The Major Histocompatibility Complex

  • 5-15 Human MHC diversity is the product of gene families and genetic polymorphisms

    • MHC diversity is characterized by the presence of multiple alleles resulting from gene family expansion and varying polymorphisms among populations.

  • 5-16 HLA class I and class II genes occupy separate regions of the HLA complex

    • HLA genes are organized on a specific region of chromosome 6. Grouping allows for coordinated expression of MHC genes.

  • 5-17 Proteins involved in antigen processing and presentation are encoded by genes in the HLA class II region

    • This region has additional genes that directly influence the antigen processing pathway, impacting the immune response triggered by antigen presentation.

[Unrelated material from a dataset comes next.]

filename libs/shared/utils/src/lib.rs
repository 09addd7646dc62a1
pub mod extractor;
pub mod jwt;
pub mod test_utils;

  • 5-18 Some MHC class I and class II genes are highly polymorphic

    • High polymorphism in MHC class I and II genes results in a broad range of peptide binding capabilities, enhancing immune defense

  • 5-19 Selection by infectious disease is a likely major cause of HLA class I and class II diversity

    • Increased diversity likely offers a selective advantage for populations under various infectious pressures, resulting in a greater number of alleles maintained across populations.

  • 5-20 Human populations all maintain a diversity of HLA class I and class II alleles

    • The maintenance of a diverse set of HLA alleles is crucial for effective immune responses against pathogens, supporting survival and health.